Shallenberger soon refined his ampere-hour meter into a true watthour meter, although his model was very bulky (reportedly exceeding 40 pounds in weight). After Shallenberger's passing, an improved, lightweight model (12 pounds) was introduced by others at Westinghouse, and which has been refined over time into what is today the modern electric meter for recording and indicating watthours for the measure of electric energy consumed by a customer. His electric meter was used by the British Government Board of Trade as the primary instrument for the measurement of electric current. His electric meter for measuring alternating current electricity was known worldwide by the end of the nineteenth century. Securing accurate payment for electricity as a commodity had immense practical import. Shallenberger's electric meter invention was not the first to address the need for payment for electricity. Thomas Edison initially invoked a ‘per lamp’ surcharge in 1882. This gave way to a meter that used electrolytic jars that chemically measured zinc transfers and inferred electric usage. In 1888, Elihu Thomson patented a walking-beam meter which was later disparagingly labeled as a Rube Goldberg-styled device, which was soon followed by his far simpler (and more reliable) Thomson Recording Wattmeter.
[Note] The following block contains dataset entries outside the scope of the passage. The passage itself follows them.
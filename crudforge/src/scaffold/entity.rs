//! Entity metadata model
//!
//! The extractor produces one [`EntityMetadata`] per run from immutable source
//! text. Nothing downstream mutates it; generators only read from it.
//!
//! # Recognised field markers
//!
//! ```text
//! @Id                               → identifier field
//! @Embedded                         → embedded value
//! @Column(length = MAX_NAME)        → length bound referencing a constant
//! private static final int MAX_NAME = 80;
//! ```

use serde::Serialize;
use std::collections::BTreeMap;
use std::fmt;

/// Package used when the definition declares none
pub const DEFAULT_PACKAGE: &str = "com.example.models.entities";

/// One declared field of the entity
#[derive(Debug, Clone, PartialEq, Eq, Serialize)]
pub struct FieldDescriptor {
    /// Type token as written in the source (opaque)
    #[serde(rename = "type")]
    pub ty: String,
    /// Field name
    pub name: String,
    /// Whether the field carries the embedded marker
    pub is_embedded: bool,
    /// Constant named by the length-bound marker, if any
    #[serde(skip_serializing_if = "Option::is_none")]
    pub length_constant_ref: Option<String>,
}

impl FieldDescriptor {
    /// Create a plain field with no markers
    pub fn new(ty: impl Into<String>, name: impl Into<String>) -> Self {
        Self {
            ty: ty.into(),
            name: name.into(),
            is_embedded: false,
            length_constant_ref: None,
        }
    }

    /// Mark the field as an embedded value
    #[must_use]
    pub fn embedded(mut self) -> Self {
        self.is_embedded = true;
        self
    }

    /// Attach a length bound referencing the named constant
    #[must_use]
    pub fn with_length_ref(mut self, constant: impl Into<String>) -> Self {
        self.length_constant_ref = Some(constant.into());
        self
    }
}

impl fmt::Display for FieldDescriptor {
    fn fmt(&self, f: &mut fmt::Formatter<'_>) -> fmt::Result {
        write!(f, "{} {}", self.ty, self.name)
    }
}

/// Structured metadata recovered from one class definition
#[derive(Debug, Clone, PartialEq, Eq, Serialize)]
pub struct EntityMetadata {
    /// Class name as declared (e.g. `OrderEntity`)
    #[serde(rename = "name")]
    pub simple_name: String,
    /// Dotted package path
    #[serde(rename = "package")]
    pub package_path: String,
    /// Declared fields in source order; names are unique
    #[serde(rename = "attributes")]
    pub fields: Vec<FieldDescriptor>,
    /// Index into `fields` of the identifier field
    #[serde(skip)]
    pub identifier: Option<usize>,
    /// Named integer constants, used only as length bounds
    pub constants: BTreeMap<String, i64>,
}

impl EntityMetadata {
    /// The identifier field, if one was marked
    #[must_use]
    pub fn identifier_field(&self) -> Option<&FieldDescriptor> {
        self.identifier.and_then(|idx| self.fields.get(idx))
    }

    /// Whether `field` is the identifier field
    #[must_use]
    pub fn is_identifier(&self, field: &FieldDescriptor) -> bool {
        self.identifier_field()
            .is_some_and(|id| id.name == field.name)
    }

    /// Type of the identifier field, `Long` when none is marked
    #[must_use]
    pub fn identifier_type(&self) -> &str {
        self.identifier_field().map_or("Long", |f| f.ty.as_str())
    }

    /// Resolve a field's length bound
    ///
    /// Unresolved constant references yield `None`: an unknown constant means
    /// "no bound", never an error.
    #[must_use]
    pub fn length_bound(&self, field: &FieldDescriptor) -> Option<i64> {
        field
            .length_constant_ref
            .as_ref()
            .and_then(|name| self.constants.get(name).copied())
    }

    /// Look up a field by name
    #[must_use]
    pub fn field(&self, name: &str) -> Option<&FieldDescriptor> {
        self.fields.iter().find(|f| f.name == name)
    }
}

#[cfg(test)]
mod tests {
    use super::*;

    fn order() -> EntityMetadata {
        EntityMetadata {
            simple_name: "OrderEntity".to_string(),
            package_path: "com.acme.app.models.entities".to_string(),
            fields: vec![
                FieldDescriptor::new("Long", "id"),
                FieldDescriptor::new("String", "status").with_length_ref("MAX_STATUS"),
                FieldDescriptor::new("String", "note").with_length_ref("MISSING"),
                FieldDescriptor::new("Address", "address").embedded(),
            ],
            identifier: Some(0),
            constants: BTreeMap::from([("MAX_STATUS".to_string(), 20)]),
        }
    }

    #[test]
    fn test_identifier_lookup() {
        let entity = order();
        assert_eq!(entity.identifier_field().unwrap().name, "id");
        assert_eq!(entity.identifier_type(), "Long");
        assert!(entity.is_identifier(&entity.fields[0]));
        assert!(!entity.is_identifier(&entity.fields[1]));
    }

    #[test]
    fn test_identifier_type_defaults_to_long() {
        let mut entity = order();
        entity.identifier = None;
        entity.fields[0].ty = "UUID".to_string();
        assert_eq!(entity.identifier_type(), "Long");
    }

    #[test]
    fn test_length_bound_resolution() {
        let entity = order();
        assert_eq!(entity.length_bound(&entity.fields[1]), Some(20));
        assert_eq!(entity.length_bound(&entity.fields[2]), None);
        assert_eq!(entity.length_bound(&entity.fields[0]), None);
    }

    #[test]
    fn test_display() {
        assert_eq!(FieldDescriptor::new("Long", "id").to_string(), "Long id");
    }
}
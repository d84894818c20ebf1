//! Run-wide field selection
//!
//! A [`FieldChooser`] is consulted exactly once per run. The chosen indices
//! are validated, normalised to declaration order and frozen into a
//! [`Selection`] that every generator then reads. `Selection` is neither
//! `Clone` nor constructible outside [`select`], so there is only one per run.

use serde::Serialize;
use std::collections::{BTreeMap, BTreeSet};
use tracing::{debug, warn};

use super::entity::{EntityMetadata, FieldDescriptor};
use super::naming::upper_first;
use crate::error::SelectionError;

/// Collaborator that picks a subset of the candidate fields
///
/// Consumed on use: a chooser can answer at most once.
pub trait FieldChooser {
    /// Return indices into `candidates`
    ///
    /// # Errors
    ///
    /// Implementations return [`SelectionError`] when they cannot produce a
    /// choice (unknown names, aborted prompt).
    fn choose(self, candidates: &[FieldDescriptor]) -> Result<Vec<usize>, SelectionError>;
}

impl<F> FieldChooser for F
where
    F: FnOnce(&[FieldDescriptor]) -> Result<Vec<usize>, SelectionError>,
{
    fn choose(self, candidates: &[FieldDescriptor]) -> Result<Vec<usize>, SelectionError> {
        self(candidates)
    }
}

/// Select every declared field
#[derive(Debug, Clone, Copy, Default)]
pub struct AllFields;

impl FieldChooser for AllFields {
    fn choose(self, candidates: &[FieldDescriptor]) -> Result<Vec<usize>, SelectionError> {
        Ok((0..candidates.len()).collect())
    }
}

/// Select fields by name (scripted selection)
#[derive(Debug, Clone, Default)]
pub struct NamedFields(pub Vec<String>);

impl NamedFields {
    /// Parse a comma separated list, ignoring blanks
    #[must_use]
    pub fn parse(list: &str) -> Self {
        Self(
            list.split(',')
                .map(str::trim)
                .filter(|name| !name.is_empty())
                .map(ToString::to_string)
                .collect(),
        )
    }
}

impl FieldChooser for NamedFields {
    fn choose(self, candidates: &[FieldDescriptor]) -> Result<Vec<usize>, SelectionError> {
        self.0
            .into_iter()
            .map(|name| {
                candidates
                    .iter()
                    .position(|f| f.name == name)
                    .ok_or(SelectionError::UnknownField(name))
            })
            .collect()
    }
}

/// One selected field with everything the templates need resolved
#[derive(Debug, Clone, PartialEq, Eq, Serialize)]
pub struct SelectedField {
    /// Declared type token
    #[serde(rename = "type")]
    pub ty: String,
    /// Field name
    pub name: String,
    /// Bean accessor suffix (`firstName` -> `FirstName`)
    pub accessor: String,
    /// Carries the embedded marker
    pub is_embedded: bool,
    /// Is the entity's identifier field
    pub is_identifier: bool,
    /// Constant named by a length bound that resolved
    pub length_constant: Option<String>,
    /// Resolved length bound value
    pub max_length: Option<i64>,
}

impl SelectedField {
    fn resolve(entity: &EntityMetadata, field: &FieldDescriptor) -> Self {
        let max_length = entity.length_bound(field);
        if max_length.is_none() {
            if let Some(constant) = &field.length_constant_ref {
                warn!(
                    field = %field.name,
                    constant = %constant,
                    "length bound references an unknown constant, rendering without a bound"
                );
            }
        }

        Self {
            ty: field.ty.clone(),
            name: field.name.clone(),
            accessor: upper_first(&field.name),
            is_embedded: field.is_embedded,
            is_identifier: entity.is_identifier(field),
            length_constant: max_length.and(field.length_constant_ref.clone()),
            max_length,
        }
    }
}

/// The single field subset shared by every generator in a run
#[derive(Debug, PartialEq, Eq, Serialize)]
pub struct Selection {
    fields: Vec<SelectedField>,
}

impl Selection {
    /// Selected fields in declaration order
    #[must_use]
    pub fn fields(&self) -> &[SelectedField] {
        &self.fields
    }

    /// Selected fields without the embedded marker
    pub fn plain(&self) -> impl Iterator<Item = &SelectedField> {
        self.fields.iter().filter(|f| !f.is_embedded)
    }

    /// Selected fields with the embedded marker
    pub fn embedded(&self) -> impl Iterator<Item = &SelectedField> {
        self.fields.iter().filter(|f| f.is_embedded)
    }

    /// The identifier field, when it was selected
    #[must_use]
    pub fn identifier(&self) -> Option<&SelectedField> {
        self.fields.iter().find(|f| f.is_identifier)
    }

    /// Constants referenced by the resolved bounds of plain fields
    #[must_use]
    pub fn used_constants(&self) -> BTreeMap<&str, i64> {
        self.plain()
            .filter_map(|f| Some((f.length_constant.as_deref()?, f.max_length?)))
            .collect()
    }

    /// Number of selected fields
    #[must_use]
    pub fn len(&self) -> usize {
        self.fields.len()
    }

    /// Always false for a constructed selection
    #[must_use]
    pub fn is_empty(&self) -> bool {
        self.fields.is_empty()
    }
}

/// Run the chooser once and freeze its answer
///
/// Duplicate indices collapse and the result follows declaration order
/// regardless of the order the chooser returned.
///
/// # Errors
///
/// Returns [`SelectionError::Empty`] when nothing was chosen,
/// [`SelectionError::OutOfRange`] for an index past the candidate list, or
/// whatever the chooser itself reported.
pub fn select(
    entity: &EntityMetadata,
    chooser: impl FieldChooser,
) -> Result<Selection, SelectionError> {
    let candidates = entity.fields.as_slice();
    let chosen = chooser.choose(candidates)?;

    let mut indices = BTreeSet::new();
    for index in chosen {
        if index >= candidates.len() {
            return Err(SelectionError::OutOfRange {
                index,
                available: candidates.len(),
            });
        }
        indices.insert(index);
    }

    if indices.is_empty() {
        return Err(SelectionError::Empty);
    }

    let fields: Vec<_> = indices
        .into_iter()
        .map(|idx| SelectedField::resolve(entity, &candidates[idx]))
        .collect();

    debug!(
        selected = ?fields.iter().map(|f| f.name.as_str()).collect::<Vec<_>>(),
        "field selection frozen"
    );

    Ok(Selection { fields })
}
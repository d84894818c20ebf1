//! crudforge CLI library

#![forbid(unsafe_code)]
#![deny(clippy::all, clippy::pedantic, clippy::nursery)]
#![warn(clippy::cargo)]
#![allow(clippy::multiple_crate_versions)]

pub mod discovery;
pub mod prompt;
pub mod writer;

pub use discovery::find_entities;
pub use prompt::{choose_entity, FieldSource, PromptChooser};
pub use writer::FsSink;
//! CRUD scaffold orchestrator
//!
//! Sequences one run for one entity:
//! extract → check fields → derive names → select once → render every kind.
//!
//! A run either yields the complete artifact family or an error. Nothing is
//! handed to an [`ArtifactSink`] until every artifact has rendered.

use tracing::{info, warn};

use super::artifacts::{ArtifactRenderer, GeneratedArtifact, TemplateRegistry};
use super::entity::EntityMetadata;
use super::extractor::{Extractor, PatternExtractor};
use super::naming::{DerivedNames, NameDeriver};
use super::selection::{select, FieldChooser, Selection};
use crate::config::CrudforgeConfig;
use crate::error::{Error, Result};

/// Destination for rendered artifacts
pub trait ArtifactSink {
    /// Accept one artifact
    ///
    /// # Errors
    ///
    /// Implementations report write failures.
    fn write(&mut self, artifact: &GeneratedArtifact) -> Result<()>;
}

impl ArtifactSink for Vec<GeneratedArtifact> {
    fn write(&mut self, artifact: &GeneratedArtifact) -> Result<()> {
        self.push(artifact.clone());
        Ok(())
    }
}

/// Everything one run produced
#[derive(Debug)]
pub struct ScaffoldOutput {
    /// Extracted metadata
    pub entity: EntityMetadata,
    /// Names derived from it
    pub names: DerivedNames,
    /// The run-wide selection
    pub selection: Selection,
    /// Rendered artifacts, one per kind
    pub artifacts: Vec<GeneratedArtifact>,
}

/// Entity → artifact family pipeline
pub struct ScaffoldPipeline {
    config: CrudforgeConfig,
    extractor: Box<dyn Extractor>,
    templates: TemplateRegistry,
}

impl std::fmt::Debug for ScaffoldPipeline {
    fn fmt(&self, f: &mut std::fmt::Formatter<'_>) -> std::fmt::Result {
        f.debug_struct("ScaffoldPipeline")
            .field("config", &self.config)
            .finish_non_exhaustive()
    }
}

impl ScaffoldPipeline {
    /// Create a pipeline using the pattern extractor
    ///
    /// # Errors
    ///
    /// Returns an error if the templates (embedded or overridden through
    /// `render.template_dir`) cannot be loaded.
    pub fn new(config: CrudforgeConfig) -> Result<Self> {
        let templates = TemplateRegistry::with_overrides(config.render.template_dir.as_deref())?;
        Ok(Self {
            config,
            extractor: Box::new(PatternExtractor),
            templates,
        })
    }

    /// Replace the extractor
    #[must_use]
    pub fn with_extractor(mut self, extractor: impl Extractor + 'static) -> Self {
        self.extractor = Box::new(extractor);
        self
    }

    /// Active configuration
    #[must_use]
    pub const fn config(&self) -> &CrudforgeConfig {
        &self.config
    }

    /// Extract metadata and fail on an entity without fields
    ///
    /// # Errors
    ///
    /// Returns [`Error::Extraction`] or [`Error::NoFields`].
    pub fn inspect(&self, text: &str) -> Result<EntityMetadata> {
        let entity = self.extractor.extract(text)?;
        if entity.fields.is_empty() {
            return Err(Error::NoFields {
                entity: entity.simple_name,
            });
        }
        Ok(entity)
    }

    /// Derive names for extracted metadata
    #[must_use]
    pub fn derive_names(&self, entity: &EntityMetadata) -> DerivedNames {
        NameDeriver::new(self.config.naming.clone(), self.config.packages.clone())
            .derive(&entity.simple_name, &entity.package_path)
    }

    /// Run the whole pipeline and return every rendered artifact
    ///
    /// The chooser is invoked exactly once.
    ///
    /// # Errors
    ///
    /// Any failing stage aborts the run; no artifacts are returned.
    pub fn run(&self, text: &str, chooser: impl FieldChooser) -> Result<ScaffoldOutput> {
        let entity = self.inspect(text)?;
        let names = self.derive_names(&entity);
        info!(
            entity = %entity.simple_name,
            base = %names.base_name,
            root = %names.packages.root,
            "entity extracted"
        );

        let selection = select(&entity, chooser).inspect_err(|err| {
            warn!(entity = %entity.simple_name, error = %err, "selection rejected, nothing generated");
        })?;

        let artifacts = ArtifactRenderer::new(
            &self.templates,
            &entity,
            &names,
            &selection,
            &self.config.render,
        )
        .render_all()?;

        info!(
            entity = %entity.simple_name,
            fields = selection.len(),
            artifacts = artifacts.len(),
            "artifact family rendered"
        );

        Ok(ScaffoldOutput {
            entity,
            names,
            selection,
            artifacts,
        })
    }

    /// Run the pipeline and hand every artifact to `sink`
    ///
    /// # Errors
    ///
    /// Pipeline errors are returned before the sink sees anything. A sink
    /// error stops delivery of the remaining artifacts.
    pub fn run_into(
        &self,
        text: &str,
        chooser: impl FieldChooser,
        sink: &mut impl ArtifactSink,
    ) -> Result<ScaffoldOutput> {
        let output = self.run(text, chooser)?;
        for artifact in &output.artifacts {
            sink.write(artifact)?;
        }
        Ok(output)
    }
}
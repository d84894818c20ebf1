//! Entity file discovery

use anyhow::{Context, Result};
use std::path::{Path, PathBuf};
use walkdir::WalkDir;

/// Recursively list files named `*<marker>.java` under `dir`, sorted
///
/// # Errors
///
/// Returns an error if `dir` cannot be read.
pub fn find_entities(dir: &Path, marker: &str) -> Result<Vec<PathBuf>> {
    let suffix = format!("{marker}.java");
    let mut found = Vec::new();

    for entry in WalkDir::new(dir).follow_links(true) {
        let entry =
            entry.with_context(|| format!("Failed to scan directory: {}", dir.display()))?;
        if !entry.file_type().is_file() {
            continue;
        }
        let matches = entry
            .file_name()
            .to_str()
            .is_some_and(|name| name.ends_with(&suffix));
        if matches {
            found.push(entry.into_path());
        }
    }

    found.sort();
    tracing::debug!(dir = %dir.display(), count = found.len(), "entity files discovered");
    Ok(found)
}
Shallenberger's simple AC motor (as it was later identified by Nikola Tesla) revolutionized electric meters. It operated on alternating current of 133 cycles per second. It was accurate and an important component of Westinghouse's AC electrical system. The meter sold 120,000 units within ten years. It enabled billing by the ampere hour, combining measures of current and charge. "Coulomb motor meters" are those that measure electric quantity used. Therefore, power companies that used Shallenberger's meters charged by the energy consumed.

== Personal life ==
Shallenberger married Mary Woolslair on November 27, 1889. They had a son (John W.) and daughter (Gertrude). John W. graduated from Yale University in 1912.

Shallenberger traveled through several major European cities in 1889 to observe their electrical systems. He died of tuberculosis in Colorado on January 23, 1898. He is buried at Beaver County, Pennsylvania.